Elongation factors are a set of proteins that function at the ribosome, during protein synthesis, to facilitate translational elongation from the formation of the first to the last peptide bond of a growing polypeptide. Most common elongation factors in prokaryotes are EF-Tu, EF-Ts, EF-G. Bacteria and eukaryotes use elongation factors that are largely homologous to each other, but with distinct structures and different research nomenclatures.

Elongation is the most rapid step in translation. In bacteria, it proceeds at a rate of 15 to 20 amino acids added per second (about 45-60 nucleotides per second). In eukaryotes the rate is about two amino acids per second (about 6 nucleotides read per second). Elongation factors play a role in orchestrating the events of this process, and in ensuring the high accuracy translation at these speeds.

==Nomenclature of homologous EFs==

Elongation factors
| Bacterial | Eukaryotic/Archaeal | Function |
| EF-Tu | eEF-1A (α) | mediates the entry of the aminoacyl tRNA into a free site of the ribosome. |
| EF-Ts | eEF-1B (βγ) | serves as the guanine nucleotide exchange factor for EF-Tu, catalyzing the release of GDP from EF-Tu. |
| EF-G | eEF-2 | catalyzes the translocation of the tRNA and mRNA down the ribosome at the end of each round of polypeptide elongation.
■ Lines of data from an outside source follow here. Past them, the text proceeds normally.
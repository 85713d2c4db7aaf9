// SPDX-FileCopyrightText: 2026 Atenea Contributors
// SPDX-License-Identifier: MIT OR Apache-2.0

//! Adapter trait definitions for the collaborators the core talks to.
//!
//! All adapters extend the [`PluginAdapter`] base trait and use
//! `#[async_trait]` for dynamic dispatch compatibility.

pub mod adapter;
pub mod bot;
pub mod calendar;
pub mod channel;
pub mod storage;

// Re-export all traits at the traits module level for convenience.
pub use adapter::PluginAdapter;
pub use bot::BotAdapter;
pub use calendar::BusinessCalendar;
pub use channel::ChannelAdapter;
pub use storage::StorageAdapter;
// SPDX-FileCopyrightText: 2026 Atenea Contributors
// SPDX-License-Identifier: MIT OR Apache-2.0

//! Query modules for operations on storage entities.

pub mod attentions;
pub mod catalog;
pub mod citizens;
pub mod handoffs;
pub mod messages;
pub mod presence;
pub mod records;
pub mod rooms;
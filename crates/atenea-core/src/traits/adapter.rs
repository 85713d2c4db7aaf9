// SPDX-FileCopyrightText: 2026 Atenea Contributors
// SPDX-License-Identifier: MIT OR Apache-2.0

//! Base adapter trait that all collaborator adapters must implement.

use async_trait::async_trait;

use crate::error::AteneaError;
use crate::types::{AdapterType, HealthStatus};

/// The base trait for all Atenea adapters.
///
/// Every adapter (channel, bot, storage) must implement this trait,
/// which provides identity, lifecycle, and health check capabilities.
#[async_trait]
pub trait PluginAdapter: Send + Sync + 'static {
    /// Returns the human-readable name of this adapter instance.
    fn name(&self) -> &str;

    /// Returns the semantic version of this adapter.
    fn version(&self) -> semver::Version;

    /// Returns the type of adapter (channel, bot, storage).
    fn adapter_type(&self) -> AdapterType;

    /// Performs a health check and returns the adapter's current status.
    async fn health_check(&self) -> Result<HealthStatus, AteneaError>;

    /// Gracefully shuts down the adapter, releasing any held resources.
    async fn shutdown(&self) -> Result<(), AteneaError>;
}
Causes large conformation changes. |
| EF-P | eIF-5A | possibly stimulates formation of peptide bonds and resolves stalls. |
| EF-4 | (None) | Proofreading |
Note that EIF5A, the archaeal and eukaryotic homolog to EF-P, was named as an initiation factor but now considered an elongation factor as well.

In addition to their cytoplasmic machinery, eukaryotic mitochondria and plastids have their own translation machinery, each with their own set of bacterial-type elongation factors. In humans, they include TUFM, TSFM, GFM1, GFM2, GUF1; the nominal release factor MTRFR may also play a role in elongation.

In bacteria, selenocysteinyl-tRNA requires a special elongation factor SelB related to EF-Tu. A few homologs are also found in archaea, but the functions are unknown.

== As a target ==
Elongation factors are targets for the toxins of some pathogens. For instance, Corynebacterium diphtheriae produces diphtheria toxin, which alters protein function in the host by inactivating elongation factor (EF-2). This results in the pathology and symptoms associated with diphtheria. Likewise, Pseudomonas aeruginosa exotoxin A inactivates EF-2.